Among the entries below, find each line holding "const" and return it.
----------------
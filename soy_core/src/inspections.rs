use serde::Serialize;

use crate::ElementKind;
use crate::ElementPath;
use crate::InspectionsConfig;
use crate::NodeCollection;
use crate::NodeId;
use crate::NodeRef;
use crate::PathBuilder;
use crate::Predicate;
use crate::SoyResult;
use crate::SyntaxTree;
use crate::TraverseEmpty;
use crate::TreeNode;

pub const CALL_PARAMETER_NOT_DEFINED: &str = "call-parameter-not-defined";
pub const CALL_MISSING_REQUIRED_PARAM: &str = "call-missing-required-param";
pub const PARAMETER_NOT_USED: &str = "parameter-not-used";
pub const MSG_WITHOUT_DESCRIPTION: &str = "msg-without-description";

pub const INSPECTION_IDS: [&str; 4] = [
	CALL_PARAMETER_NOT_DEFINED,
	CALL_MISSING_REQUIRED_PARAM,
	PARAMETER_NOT_USED,
	MSG_WITHOUT_DESCRIPTION,
];

/// A problem found by one of the inspections.
#[derive(Debug, Clone, PartialEq, Eq, Serialize)]
pub struct Finding {
	pub id: &'static str,
	pub node: NodeId,
	pub message: String,
}

type SoyPath<'t> = ElementPath<NodeRef<'t>>;

fn of_kind<'t>(kind: ElementKind) -> Predicate<NodeRef<'t>> {
	Predicate::kind(kind)
}

/// The namespace declared by the file `node` belongs to.
fn namespace_of(node: &NodeRef<'_>) -> Option<String> {
	let mut root = *node;
	while let Some(parent) = root.parent() {
		root = parent;
	}

	root.children()
		.into_iter()
		.find(|child| child.kind() == ElementKind::NamespaceDef)
		.and_then(|namespace| namespace.name().map(ToString::to_string))
}

/// Whether `callee` names `template`, either by its local `.name` or fully
/// qualified with the file's namespace.
fn calls_template(callee: &str, template: &NodeRef<'_>) -> bool {
	let Some(local) = template.name() else {
		return false;
	};

	if callee == local {
		return true;
	}

	namespace_of(template).is_some_and(|namespace| callee == format!("{namespace}{local}"))
}

fn select_callee<'t>(
	templates: &NodeCollection<NodeRef<'t>>,
	calls: &NodeCollection<NodeRef<'t>>,
) -> NodeCollection<NodeRef<'t>> {
	templates.filtered(|template| {
		calls
			.iter()
			.filter_map(|call| call.name())
			.any(|callee| calls_template(callee, template))
	})
}

/// The root segment of a parameter name, so `$user.name` counts as a use
/// of `user`.
fn root_name<'n>(node: &'n NodeRef<'_>) -> Option<&'n str> {
	node.name().map(|name| name.split('.').next().unwrap_or(name))
}

fn names_absent_from<'t>(
	candidates: &NodeCollection<NodeRef<'t>>,
	present: &NodeCollection<NodeRef<'t>>,
) -> NodeCollection<NodeRef<'t>> {
	candidates.filtered(|candidate| {
		let name = root_name(candidate);
		!present.iter().any(|node| root_name(node) == name)
	})
}

fn undeclared_params<'t>(
	declared: &NodeCollection<NodeRef<'t>>,
	params: &NodeCollection<NodeRef<'t>>,
) -> NodeCollection<NodeRef<'t>> {
	names_absent_from(params, declared)
}

fn missing_required<'t>(
	passed: &NodeCollection<NodeRef<'t>>,
	required: &NodeCollection<NodeRef<'t>>,
) -> NodeCollection<NodeRef<'t>> {
	names_absent_from(required, passed)
}

fn unused_params<'t>(
	references: &NodeCollection<NodeRef<'t>>,
	declared: &NodeCollection<NodeRef<'t>>,
) -> NodeCollection<NodeRef<'t>> {
	names_absent_from(declared, references)
}

/// From a call tag to the `{template}` tags in the same file it names.
fn callee_templates<'t>() -> PathBuilder<NodeRef<'t>> {
	ElementPath::builder()
		.children(of_kind(ElementKind::CallTag))
		.push()
		.first_ancestor(of_kind(ElementKind::SoyFile))
		.children(of_kind(ElementKind::TagAndDocComment))
		.children_of_children(of_kind(ElementKind::TemplateTag))
		.pop_and_join("callee", select_callee)
		.first_ancestor(of_kind(ElementKind::TagAndDocComment))
		.children(of_kind(ElementKind::DocComment))
		.children(of_kind(ElementKind::DocCommentParamDef))
}

/// From a call tag pair to its `{param}` tags that the callee's doc
/// comment does not declare.
pub fn call_parameter_not_defined_path<'t>() -> SoyResult<SoyPath<'t>> {
	let per_call = ElementPath::builder()
		.children(of_kind(ElementKind::ParamTag))
		.push()
		.restart()
		.then(callee_templates())
		.pop_and_join("undeclared params", undeclared_params)
		.traverse_empty(TraverseEmpty::Continue)
		.debug(CALL_PARAMETER_NOT_DEFINED)
		.build()?;

	ElementPath::builder()
		.descendants(of_kind(ElementKind::CallTagPair))
		.fork(per_call)
		.build()
}

/// From a call tag pair to the callee's required doc params it does not
/// pass. A `data="$expr"` call passes an unknown record and is skipped.
/// A `data="all"` call passes the enclosing template's required params.
pub fn call_missing_required_param_path<'t>() -> SoyResult<SoyPath<'t>> {
	let forwarded = ElementPath::builder()
		.children(of_kind(ElementKind::CallTag))
		.keep(Predicate::attribute(Some("data"), Some("^all$"))?)
		.first_ancestor(of_kind(ElementKind::TagAndDocComment))
		.children(of_kind(ElementKind::DocComment))
		.children(of_kind(ElementKind::DocCommentParamDef))
		.keep(Predicate::attribute(Some("optional"), Some("^false$"))?)
		.build()?;
	let passed = ElementPath::builder()
		.children(of_kind(ElementKind::ParamTag))
		.build()?
		.or(forwarded);

	ElementPath::builder()
		.keep(Predicate::custom("passes no data expression", |pair: &NodeRef<'_>| {
			pair.children()
				.iter()
				.filter(|child| child.kind() == ElementKind::CallTag)
				.all(|call| call.attribute("data").is_none_or(|data| data == "all"))
		}))
		.then(callee_templates())
		.keep(Predicate::attribute(Some("optional"), Some("^false$"))?)
		.push()
		.restart()
		.fork(passed)
		.pop_and_join("missing required params", missing_required)
		.traverse_empty(TraverseEmpty::Continue)
		.debug(CALL_MISSING_REQUIRED_PARAM)
		.build()
}

/// From a template's doc comment and tag pair to the declared params its
/// body never references.
pub fn parameter_not_used_path<'t>() -> SoyResult<SoyPath<'t>> {
	let per_template = ElementPath::builder()
		.children(of_kind(ElementKind::DocComment))
		.children(of_kind(ElementKind::DocCommentParamDef))
		.push()
		.parent(of_kind(ElementKind::DocComment))
		.next_siblings(of_kind(ElementKind::TemplateTagPair), false)
		.descendants(of_kind(ElementKind::ParameterRef))
		.pop_and_join("unused params", unused_params)
		.traverse_empty(TraverseEmpty::Continue)
		.debug(PARAMETER_NOT_USED)
		.build()?;

	ElementPath::builder()
		.children(of_kind(ElementKind::TagAndDocComment))
		.fork(per_template)
		.build()
}

pub fn msg_without_description_path<'t>() -> SoyResult<SoyPath<'t>> {
	ElementPath::builder()
		.descendants(of_kind(ElementKind::MsgTag))
		.keep(Predicate::has_attribute("desc").not())
		.debug(MSG_WITHOUT_DESCRIPTION)
		.build()
}

/// Run every enabled inspection over the file rooted at `root`.
pub fn run_inspections(tree: &SyntaxTree, root: NodeId, config: &InspectionsConfig) -> SoyResult<Vec<Finding>> {
	let Some(root) = tree.node(root) else {
		return Ok(vec![]);
	};

	let mut findings = vec![];

	if config.is_enabled(CALL_PARAMETER_NOT_DEFINED) {
		for param in &call_parameter_not_defined_path()?.navigate(&root) {
			let callee = call_name(param.parent().as_ref());
			findings.push(Finding {
				id: CALL_PARAMETER_NOT_DEFINED,
				node: param.id(),
				message: format!(
					"parameter `{}` is not declared by `{callee}`",
					param.name().unwrap_or_default()
				),
			});
		}
	}

	if config.is_enabled(CALL_MISSING_REQUIRED_PARAM) {
		let path = call_missing_required_param_path()?;
		let calls = ElementPath::builder()
			.descendants(of_kind(ElementKind::CallTagPair))
			.build()?
			.navigate(&root);

		for call in &calls {
			let callee = call_name(Some(call));
			for missing in &path.navigate(call) {
				findings.push(Finding {
					id: CALL_MISSING_REQUIRED_PARAM,
					node: call.id(),
					message: format!(
						"call to `{callee}` is missing required parameter `{}`",
						missing.name().unwrap_or_default()
					),
				});
			}
		}
	}

	if config.is_enabled(PARAMETER_NOT_USED) {
		for param in &parameter_not_used_path()?.navigate(&root) {
			findings.push(Finding {
				id: PARAMETER_NOT_USED,
				node: param.id(),
				message: format!("parameter `{}` is never used", param.name().unwrap_or_default()),
			});
		}
	}

	if config.is_enabled(MSG_WITHOUT_DESCRIPTION) {
		for msg in &msg_without_description_path()?.navigate(&root) {
			findings.push(Finding {
				id: MSG_WITHOUT_DESCRIPTION,
				node: msg.id(),
				message: "msg tag has no `desc` attribute".to_string(),
			});
		}
	}

	tracing::debug!(findings = findings.len(), "inspections finished");

	Ok(findings)
}

fn call_name(pair: Option<&NodeRef<'_>>) -> String {
	pair.and_then(|pair| {
		pair.children()
			.into_iter()
			.find(|child| child.kind() == ElementKind::CallTag)
			.and_then(|call| call.name().map(ToString::to_string))
	})
	.unwrap_or_else(|| "???".to_string())
}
----------------
▶ [ANSWER]
pub const CALL_PARAMETER_NOT_DEFINED: &str = "call-parameter-not-defined";
pub const CALL_MISSING_REQUIRED_PARAM: &str = "call-missing-required-param";
pub const PARAMETER_NOT_USED: &str = "parameter-not-used";
pub const MSG_WITHOUT_DESCRIPTION: &str = "msg-without-description";
pub const INSPECTION_IDS: [&str; 4] = [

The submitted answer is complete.